What this task involves: Whenever the word "expected" appears on a line of the material below, that line is counted; state the total alone.

Provided information:
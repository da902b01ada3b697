//! groove-cli library
//!
//! Container pipeline and manifest handling shared by the `groove` binary
//! commands (and usable from other build tools).

pub mod manifest;
pub mod pipeline;

pub use manifest::{GrooveManifest, ResolvedTrack};
pub use pipeline::{CreateOptions, CreateSummary, create_container, load_container};
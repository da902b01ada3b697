//! Extract the raw payload of a container

use anyhow::{Context, Result};
use clap::Args;
use groove_cli::pipeline::payload_extension;
use groove_format::{extract, read_container, validate};
use std::fs::File;
use std::io::{BufReader, BufWriter, Read};
use std::path::PathBuf;

/// Arguments for the extract command
#[derive(Args)]
pub struct ExtractArgs {
    /// Container file
    pub container: PathBuf,

    /// Output file (default: <name>.payload.<ext>, extension guessed from the payload)
    #[arg(short, long)]
    pub output: Option<PathBuf>,
}

/// Execute the extract command
pub fn execute(args: ExtractArgs) -> Result<()> {
    let mut reader = BufReader::new(
        File::open(&args.container)
            .with_context(|| format!("Failed to open {}", args.container.display()))?,
    );
    let container = read_container(&mut reader)
        .with_context(|| format!("Failed to read container {}", args.container.display()))?;
    validate(&container).context("Container failed validation")?;

    if container.is_encrypted() {
        tracing::warn!(
            version = container.version,
            "Payload is encrypted; extracting ciphertext (run `groove decrypt` first for audio)"
        );
    }

    let output = match args.output {
        Some(path) => path,
        None => {
            let mut head = [0u8; 4];
            let n = reader.read(&mut head)?;
            args.container
                .with_extension(format!("payload.{}", payload_extension(&head[..n])))
        }
    };
    let same_file = output == args.container
        || matches!(
            (output.canonicalize(), args.container.canonicalize()),
            (Ok(a), Ok(b)) if a == b
        );
    if same_file {
        anyhow::bail!(
            "Output would overwrite the container: {} (pass a different -o)",
            output.display()
        );
    }

    let mut out = BufWriter::new(
        File::create(&output).with_context(|| format!("Failed to create {}", output.display()))?,
    );
    let copied = extract(&container, &mut reader, &mut out)
        .with_context(|| format!("Failed to extract payload to {}", output.display()))?;

    println!("Extracted {} bytes -> {}", copied, output.display());
    Ok(())
}
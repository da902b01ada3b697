//! Groove-Format: seekable, optionally encrypted audio container
//!
//! A `.gsnd` container wraps an opaque compressed audio bitstream with a
//! fixed-stride seek index and, for platform targets that require it, an
//! AES-256 counter-mode layer over the payload.
//!
//! # Layout
//!
//! All integers are little-endian.
//!
//! ```text
//! 0x00  i32  version tag        (0x0A = unencrypted)
//! 0x04  i32  audio offset       (= 8 + 12 + 8 * entry count)
//! 0x08  i32  index format version
//! 0x0C  i32  chunk size         (samples between entries)
//! 0x10  i32  entry count
//! 0x14  [u32 byte offset, u32 sample offset] * entry count
//! ....  payload, to end of stream
//! ```
//!
//! # Usage
//!
//! ```ignore
//! use groove_format::{SeekIndexBuilder, probe::SymphoniaProbe, write_container};
//!
//! let mut probe = SymphoniaProbe::open(Path::new("song.ogg"))?;
//! let index = SeekIndexBuilder::default().build(&mut probe)?;
//! write_container(&index, &mut File::open("song.ogg")?, &mut File::create("song.gsnd")?)?;
//! ```

mod builder;
pub mod cipher;
pub mod container;
mod error;
pub mod index;
mod io;
pub mod probe;
mod validate;

pub use builder::{Observation, PROBE_STRIDE, SeekIndexBuilder, estimate_byte_offset};
pub use container::{
    Container, ContainerHeader, read_container, write_container, write_container_with_version,
};
pub use error::{BuildError, CryptoError, DecodeProbeError, FormatError};
pub use index::{SeekIndex, SeekIndexEntry, deserialize_index, serialize_index};
pub use probe::AudioDecodeProbe;
pub use validate::{ValidationReport, extract, validate};

/// Fixed header: version tag + audio offset
pub const CONTAINER_HEADER_SIZE: usize = 8;

/// Version tag of a container whose payload is stored in the clear
pub const UNENCRYPTED_VERSION: i32 = 0x0A;

/// Seek index layout version written by [`SeekIndexBuilder`]
pub const SEEK_INDEX_VERSION: i32 = 1;

/// Default samples per seek index entry
pub const DEFAULT_CHUNK_SIZE: u32 = 4096;

/// File extension for containers
pub const CONTAINER_EXT: &str = "gsnd";

/// Whether `tag` is a version this crate can read
pub fn is_known_version(tag: i32) -> bool {
    tag == UNENCRYPTED_VERSION || cipher::cipher_spec(tag).is_some()
}

/// Every readable version tag, unencrypted first
pub fn known_versions() -> impl Iterator<Item = i32> {
    std::iter::once(UNENCRYPTED_VERSION).chain(cipher::CIPHER_TABLE.iter().map(|s| s.tag))
}

/// Human-readable name for a version tag
pub fn version_name(tag: i32) -> Option<&'static str> {
    if tag == UNENCRYPTED_VERSION {
        return Some("unencrypted");
    }
    cipher::cipher_spec(tag).map(|s| s.name)
}

/// Parse a version tag given as a name (`gen2`), hex (`0x0D`) or decimal (`13`)
pub fn parse_version(s: &str) -> Option<i32> {
    let s = s.trim();
    let tag = if let Some(hex) = s.strip_prefix("0x").or_else(|| s.strip_prefix("0X")) {
        i32::from_str_radix(hex, 16).ok()
    } else if let Ok(n) = s.parse::<i32>() {
        Some(n)
    } else {
        known_versions().find(|&t| version_name(t).is_some_and(|n| n.eq_ignore_ascii_case(s)))
    }?;
    is_known_version(tag).then_some(tag)
}
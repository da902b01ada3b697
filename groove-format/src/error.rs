//! Container, cipher and probe error types

use thiserror::Error;

/// Structural problems found while reading or validating a container
#[derive(Debug, Error)]
pub enum FormatError {
    /// Header carries a version tag this crate does not know
    #[error("unsupported container version: 0x{0:02X}")]
    UnsupportedVersion(i32),

    /// Stream ends before the header or the declared audio offset
    #[error("truncated container: need {needed} bytes, only {available} available")]
    Truncated { needed: u64, available: u64 },

    /// Seek index region does not match its declared entry count
    #[error("malformed seek index: {0}")]
    MalformedIndex(String),

    /// Underlying read failed for a reason other than end of stream
    #[error("IO error: {0}")]
    Io(#[from] std::io::Error),
}

/// Key/IV resolution failures
#[derive(Debug, Clone, PartialEq, Eq, Error)]
pub enum CryptoError {
    /// No cipher table entry for this version tag
    #[error("no cipher configured for container version 0x{0:02X}")]
    UnknownVersion(i32),

    /// IV or key selector bytes would come from outside the header/index region
    #[error("cipher parameters at offset {offset} (+{len}) exceed header region of {limit} bytes")]
    IvOutOfRange { offset: usize, len: usize, limit: usize },

    /// Buffer handed to the transform is not the container it was parsed from
    #[error("container buffer is {actual} bytes, expected {expected}")]
    BufferMismatch { expected: u64, actual: u64 },
}

/// Audio decode probe failures
#[derive(Debug, Error)]
pub enum DecodeProbeError {
    /// Decoder could not recognize or open the stream
    #[error("failed to open audio stream: {0}")]
    Open(String),

    /// Stream has no decodable audio track
    #[error("no decodable audio track")]
    NoTrack,

    /// Decoder cannot report how many samples the stream holds
    #[error("audio stream does not report a total sample count")]
    UnknownLength,

    /// A single seek attempt failed
    #[error("seek to sample {target} failed: {reason}")]
    Seek { target: u64, reason: String },

    #[error("IO error: {0}")]
    Io(#[from] std::io::Error),
}

/// Seek index construction failures
#[derive(Debug, Error)]
pub enum BuildError {
    #[error(transparent)]
    Probe(#[from] DecodeProbeError),

    /// Chunk size must be a positive number of samples that fits an i32
    #[error("invalid chunk size {0} (must be 1..=2147483647)")]
    InvalidChunkSize(u32),

    /// Entry count does not fit the i32 header field
    #[error("seek index would need {0} entries")]
    TooManyEntries(u64),
}

#[cfg(test)]
mod tests {
    use super::*;

    #[test]
    fn test_error_display() {
        assert_eq!(
            FormatError::UnsupportedVersion(0x42).to_string(),
            "unsupported container version: 0x42"
        );
        assert_eq!(
            FormatError::Truncated {
                needed: 8,
                available: 4
            }
            .to_string(),
            "truncated container: need 8 bytes, only 4 available"
        );
        assert_eq!(
            CryptoError::UnknownVersion(0x0A).to_string(),
            "no cipher configured for container version 0x0A"
        );
        assert_eq!(
            BuildError::InvalidChunkSize(0).to_string(),
            "invalid chunk size 0 (must be 1..=2147483647)"
        );
    }

    #[test]
    fn test_probe_error_is_transparent_in_build_error() {
        let err: BuildError = DecodeProbeError::UnknownLength.into();
        assert_eq!(
            err.to_string(),
            "audio stream does not report a total sample count"
        );
    }
}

Reply to the task: 2